BOYD v. UNITED STATES 116 U.S. 616 (1886)

Justice louis d. brandeis believed that Boyd will be remembered "as long as civil liberty lives in the United States." The noble sentiments expressed in joseph p. bradley's opinion for the Court merit that estimate, but like many another historic opinion, this one was not convincingly reasoned. To this day, however, members of the Court return to Boyd to grace their opinions with its authority or with an imperishable line from Bradley's.

Boyd was the first important search and seizure case as well as the first important case on the right against self-incrimination. It arose not from a criminal prosecution but from a civil action by the United States for the forfeiture of goods imported in violation of customs revenue laws. In such cases an 1874 act of Congress required the importer to produce in court all pertinent records tending to prove the charges against him or suffer the penalty of being taken "as confessed." The Court held the act unconstitutional as a violation of both the fourth and fifth amendments. The penalty made the production of the records compulsory.
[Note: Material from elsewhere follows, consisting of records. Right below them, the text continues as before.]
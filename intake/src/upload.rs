//! Image prediction widget state.
//!
//! DESIGN
//! ======
//! Two async edges feed this state machine: reading a picked file for its
//! preview and the `POST /predict` round trip. Both are keyed by a
//! monotonically increasing generation, so a read or response that settles
//! after it was superseded is dropped instead of overwriting newer state.
//!
//! The session is generic over the selected file handle `F`. The browser
//! keeps the picked `File` itself and uploads it as is; the CLI selects an
//! in-memory [`Attachment`]. A file is selected the moment it is picked, so
//! a slow or failed preview read never blocks a submit.
//!
//! Request lifecycle: `Idle -> InFlight -> Succeeded | Failed`, and
//! `Succeeded | Failed -> InFlight` on retry. While in flight further submits
//! are ignored. Starting a submit hides any previous result.

#[cfg(test)]
#[path = "upload_test.rs"]
mod upload_test;

use crate::attachment::{Attachment, DecodeError};
use crate::notice::Notice;
use crate::predict::{PredictError, Prediction};

pub const CHOOSE_FILE_MESSAGE: &str = "Please choose an image first.";
pub const IDLE_LABEL: &str = "Predict";
pub const BUSY_LABEL: &str = "Predicting...";

/// Where the prediction request stands.
#[derive(Clone, Copy, Debug, Default, PartialEq, Eq)]
pub enum RequestState {
    #[default]
    Idle,
    InFlight,
    Succeeded,
    Failed,
}

/// Render state of the submit button.
#[derive(Clone, Copy, Debug, PartialEq, Eq)]
pub struct Trigger {
    pub enabled: bool,
    pub label: &'static str,
}

/// Identifies one file pick; see [`UploadSession::begin_selection`].
#[derive(Clone, Copy, Debug, PartialEq, Eq)]
pub struct SelectionTicket(u64);

/// Permission to run one prediction request for the selected file.
#[derive(Clone, Debug)]
pub struct PredictTicket<F = Attachment> {
    id: u64,
    file: F,
}

impl<F> PredictTicket<F> {
    /// The file to send as the `file` multipart part.
    #[must_use]
    pub fn file(&self) -> &F {
        &self.file
    }
}

/// Why [`UploadSession::begin_submit`] did not start a request.
#[derive(Clone, Copy, Debug, PartialEq, Eq)]
pub enum SubmitRejected {
    /// Nothing is picked.
    NoFile,
    /// A request is already in flight.
    Busy,
}

impl SubmitRejected {
    /// Feedback for the user. Overlapping submits are ignored silently.
    #[must_use]
    pub fn notice(self) -> Option<Notice> {
        match self {
            Self::NoFile => Some(Notice::warning(CHOOSE_FILE_MESSAGE)),
            Self::Busy => None,
        }
    }
}

/// State behind the upload widget: selection, preview, request, result.
#[derive(Clone, Debug)]
pub struct UploadSession<F = Attachment> {
    selected: Option<F>,
    preview: Option<String>,
    request: RequestState,
    result_label: Option<String>,
    selection_generation: u64,
    request_generation: u64,
}

impl<F> Default for UploadSession<F> {
    fn default() -> Self {
        Self {
            selected: None,
            preview: None,
            request: RequestState::Idle,
            result_label: None,
            selection_generation: 0,
            request_generation: 0,
        }
    }
}

impl<F: Clone> UploadSession<F> {
    #[must_use]
    pub fn new() -> Self {
        Self::default()
    }

    /// Select a freshly picked file. It is submittable right away; its
    /// preview appears once [`finish_selection`](Self::finish_selection)
    /// lands with the returned ticket. Any read still pending for an earlier
    /// pick is superseded.
    pub fn begin_selection(&mut self, file: F) -> SelectionTicket {
        self.selection_generation += 1;
        self.selected = Some(file);
        self.preview = None;
        SelectionTicket(self.selection_generation)
    }

    /// Deliver the preview read for a pick, as a `data:` URI.
    ///
    /// Returns `true` when the preview was applied. Stale tickets and read
    /// failures return `false`; a failed read leaves no preview, raises no
    /// notice and keeps the file selected.
    pub fn finish_selection(
        &mut self,
        ticket: SelectionTicket,
        preview: Result<String, DecodeError>,
    ) -> bool {
        if ticket.0 != self.selection_generation {
            return false;
        }
        match preview {
            Ok(uri) => {
                self.preview = Some(uri);
                true
            }
            Err(_) => false,
        }
    }

    /// The picker was emptied: nothing is selected and pending reads are
    /// dropped.
    pub fn clear_selection(&mut self) {
        self.selection_generation += 1;
        self.selected = None;
        self.preview = None;
    }

    /// Start a prediction for the selected file.
    ///
    /// # Errors
    ///
    /// [`SubmitRejected::Busy`] while a request is pending and
    /// [`SubmitRejected::NoFile`] when nothing is selected. Neither changes
    /// state.
    pub fn begin_submit(&mut self) -> Result<PredictTicket<F>, SubmitRejected> {
        if self.request == RequestState::InFlight {
            return Err(SubmitRejected::Busy);
        }
        let file = self.selected.clone().ok_or(SubmitRejected::NoFile)?;
        self.request_generation += 1;
        self.request = RequestState::InFlight;
        self.result_label = None;
        Ok(PredictTicket {
            id: self.request_generation,
            file,
        })
    }

    /// Settle the request started by `ticket`.
    ///
    /// The trigger is restored on every path. A success reveals the label
    /// verbatim; a failure leaves the result region alone and yields exactly
    /// one error notice. Results for a ticket that is no longer pending are
    /// ignored.
    pub fn finish_submit(
        &mut self,
        ticket: &PredictTicket<F>,
        result: Result<Prediction, PredictError>,
    ) -> Option<Notice> {
        if self.request != RequestState::InFlight || ticket.id != self.request_generation {
            return None;
        }
        match result {
            Ok(prediction) => {
                self.request = RequestState::Succeeded;
                self.result_label = Some(prediction.label);
                None
            }
            Err(err) => {
                self.request = RequestState::Failed;
                Some(Notice::error(format!("Prediction failed: {err}")))
            }
        }
    }

    #[must_use]
    pub fn selected(&self) -> Option<&F> {
        self.selected.as_ref()
    }

    /// Data URI of the selected file.
    #[must_use]
    pub fn preview(&self) -> Option<&str> {
        self.preview.as_deref()
    }

    #[must_use]
    pub fn request_state(&self) -> RequestState {
        self.request
    }

    #[must_use]
    pub fn is_busy(&self) -> bool {
        self.request == RequestState::InFlight
    }

    #[must_use]
    pub fn trigger(&self) -> Trigger {
        if self.is_busy() {
            Trigger {
                enabled: false,
                label: BUSY_LABEL,
            }
        } else {
            Trigger {
                enabled: true,
                label: IDLE_LABEL,
            }
        }
    }

    #[must_use]
    pub fn result_label(&self) -> Option<&str> {
        self.result_label.as_deref()
    }

    /// Whether the result region is shown.
    #[must_use]
    pub fn result_visible(&self) -> bool {
        self.result_label.is_some()
    }
}

impl UploadSession<Attachment> {
    /// Pick a file that is already in memory and preview it immediately.
    pub fn select_file(&mut self, file: Attachment) {
        let preview = file.data_uri();
        let ticket = self.begin_selection(file);
        self.finish_selection(ticket, Ok(preview));
    }
}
That compulsion, said Bradley, raised "a very grave question of constitutional law, involving the personal security and privileges and immunities of the citizen.…" But did the case involve a search or a seizure, and if so was it "unreasonable," and did it force the importer to be a witness against himself in a criminal case?
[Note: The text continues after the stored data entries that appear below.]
//! Fault-report form bound to an `intake::ReportForm`.
//!
//! The upload label is derived from `selected_file_name()` at render time;
//! nothing about its markup is stored in state.

#[cfg(test)]
#[path = "fault_report_form_test.rs"]
mod fault_report_form_test;

use intake::{Category, FieldId, Hostel, ReportForm, SubmitOutcome};
use leptos::prelude::*;

use crate::state::notices::NoticeState;
use crate::util::file::{picked_file, read_picked};

const UPLOAD_PROMPT: &str = "Upload image(Optional)";

/// Marker and text of the cosmetic upload label.
pub(crate) fn upload_label(file_name: Option<&str>) -> (&'static str, String) {
    match file_name {
        Some(name) => ("✓", format!("Image: {name}")),
        None => ("+", UPLOAD_PROMPT.to_owned()),
    }
}

fn hostel_options() -> Vec<(&'static str, &'static str)> {
    Hostel::ALL.iter().map(|h| (h.as_str(), h.label())).collect()
}

fn category_options() -> Vec<(&'static str, &'static str)> {
    Category::ALL.iter().map(|c| (c.as_str(), c.label())).collect()
}

fn set_field(form: RwSignal<ReportForm>, field: FieldId, value: String) {
    if let Some(Err(err)) = form.try_update(|f| f.update_field(field, value)) {
        log::warn!("ignored form input: {err}");
    }
}

fn text_input(form: RwSignal<ReportForm>, field: FieldId) -> impl IntoView {
    view! {
        <div class="form-group">
            <input
                type="text"
                id=field.dom_id()
                placeholder=field.label()
                aria-required="true"
                prop:value=move || form.with(|f| f.draft().field_value(field).to_owned())
                on:input=move |ev| set_field(form, field, event_target_value(&ev))
            />
        </div>
    }
}

fn select_input(
    form: RwSignal<ReportForm>,
    field: FieldId,
    options: Vec<(&'static str, &'static str)>,
) -> impl IntoView {
    view! {
        <div class="form-group">
            <select
                id=field.dom_id()
                aria-required="true"
                prop:value=move || form.with(|f| f.draft().field_value(field).to_owned())
                on:change=move |ev| set_field(form, field, event_target_value(&ev))
            >
                <option value="">{field.label()}</option>
                {options
                    .into_iter()
                    .map(|(value, label)| view! { <option value=value>{label}</option> })
                    .collect_view()}
            </select>
        </div>
    }
}

/// The report form. Validation is local and submission never leaves the
/// browser: a valid report is logged, confirmed and cleared.
#[component]
pub fn FaultReportForm(form: RwSignal<ReportForm>) -> impl IntoView {
    let notices = expect_context::<RwSignal<NoticeState>>();

    let on_image_change = move |ev: leptos::ev::Event| {
        let Some(file) = picked_file(&ev) else {
            form.update(|f| f.attach_image(None));
            return;
        };
        let Some(ticket) = form.try_update(ReportForm::begin_image) else {
            return;
        };
        leptos::task::spawn_local(async move {
            let name = file.name();
            let result = read_picked(&file).await;
            if let Err(err) = &result {
                log::warn!("could not attach {name}: {err}");
            }
            if !form.try_update(|f| f.finish_image(ticket, result)).unwrap_or(false) {
                log::debug!("image {name} not attached");
            }
        });
    };

    let on_submit = move |ev: leptos::ev::SubmitEvent| {
        ev.prevent_default();
        let Some(outcome) = form.try_update(ReportForm::submit) else {
            return;
        };
        match &outcome {
            SubmitOutcome::Submitted(report) => log::info!(
                "report submitted: hostel={} category={} image={}",
                report.hostel.as_str(),
                report.category.as_str(),
                report.image.is_some()
            ),
            SubmitOutcome::Rejected { missing } => {
                log::debug!("report rejected: {} required fields missing", missing.len());
            }
        }
        notices.update(|state| state.push(outcome.notice()));
    };

    let label = move || form.with(|f| upload_label(f.selected_file_name()));
    let marker_class = move || {
        if form.with(|f| f.selected_file_name().is_some()) {
            "upload-icon upload-icon--attached"
        } else {
            "upload-icon"
        }
    };

    view! {
        <div class="form-container">
            <form novalidate=true on:submit=on_submit>
                <div class="form-grid">
                    {text_input(form, FieldId::RollNumber)}
                    {text_input(form, FieldId::Name)}
                    {select_input(form, FieldId::Hostel, hostel_options())}
                    {text_input(form, FieldId::RoomNo)}
                    <div class="form-group">
                        <label for="imageUpload" class="upload-btn">
                            <span class=marker_class>{move || label().0}</span>
                            " "
                            {move || label().1}
                        </label>
                        <input
                            type="file"
                            id="imageUpload"
                            class="file-input"
                            accept="image/*"
                            on:change=on_image_change
                        />
                    </div>
                    {select_input(form, FieldId::Category, category_options())}
                    <div class="form-group form-group--wide">
                        <textarea
                            id=FieldId::Queries.dom_id()
                            class="textarea-large"
                            placeholder=FieldId::Queries.label()
                            aria-required="true"
                            prop:value=move || form.with(|f| f.draft().queries.clone())
                            on:input=move |ev| {
                                set_field(form, FieldId::Queries, event_target_value(&ev));
                            }
                        ></textarea>
                    </div>
                </div>
                <button type="submit" class="submit-btn">
                    "Submit"
                </button>
            </form>
        </div>
    }
}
Bradley conceded that there was no search and seizure as in the forcible entry into a man's house and examination of his papers. Indeed, there was no search here for evidence of crime. The compulsion was to produce records that the government required importers to keep; no private papers were at issue. Moreover, no property was confiscated as in the case of contraband like smuggled goods. The importer, who was not subject to a search, had merely to produce the needed records in court; he kept custody of them. But the Court treated those records as if they were private papers, which could be used as evidence against him, resulting in the forfeiture of his property, or to establish a criminal charge. Though the proceeding was a civil one, a different section of the same statute did provide criminal penalties for fraud.

Bradley made a remarkable linkage between the right against unreasonable search and seizure and the right against self-incrimination. The "fourth and fifth amendments," he declared, "almost run into each other." That they were different amendments, protected different interests, had separate histories, and reflected different policies was of no consequence to Bradley. He was on sound ground when he found that the forcible production of private papers to convict a man of crime or to forfeit his property violated the Fifth Amendment and was "contrary to the principles of a free government." He was on slippery ground when he found that such a compulsory disclosure was "the equivalent of a search and seizure—and an unreasonable search and seizure—within the meaning of the fourth amendment." His reasoning was that though the case did not fall within the "literal terms" of either amendment, each should be broadly construed in terms of the other. Unreasonable searches and seizures "are almost always made for the purpose of compelling a man to give evidence against himself," and compulsion of such evidence "throws light on the question as to what is an 'unreasonable search and seizure.'…" In support of his reasoning Bradley quoted at length from Lord Camden's opinion (see charles pratt) in Entick v. Carrington (1765). Camden, however, spoke of a fishing expedition under general warrants issued by an executive officer without authorization by Parliament. There was no warrant in this case, and there was authorization by Congress for a court to compel production of the specific records required by law to be kept for government inspection, concerning foreign commerce which Congress may regulate. In this case, however, Bradley thought meticulous analysis was out of place. He feared that unconstitutional practices got their footing in "slight deviations" from proper procedures, and the best remedy was the rule that constitutional protections "for the security of person and property should be liberally construed." Close construction, he declared, deprived these protections of their efficacy.

Justice samuel f. miller, joined by Chief Justice morrison r. waite, concurred in the judgment that that offensive section of the act of Congress was unconstitutional. Miller found no search and seizure, let alone an unreasonable one. He agreed, however, that Congress had breached the right against self-incrimination, which he thought should be the sole ground of the opinion.

The modern Court no longer assumes that the Fifth Amendment is a source of the Fourth's exclusionary rule or that the Fourth prohibits searches for mere evidence. Moreover, the production of private papers may be compelled in certain cases, as when the Internal Revenue Service subpoenas records in the hands of one's lawyer or accountant.

Leonard W. Levy
(1986)

Bibliography

Gerstein, Robert S. 1979 The Demise of Boyd: Self-Incrimination and Private Papers in the Burger Court. UCLA Law Review 27:343–397.

Landynski, Jacob W. 1966 Search and Seizure and the Supreme Court. Pages 49–61. Baltimore: Johns Hopkins University Press.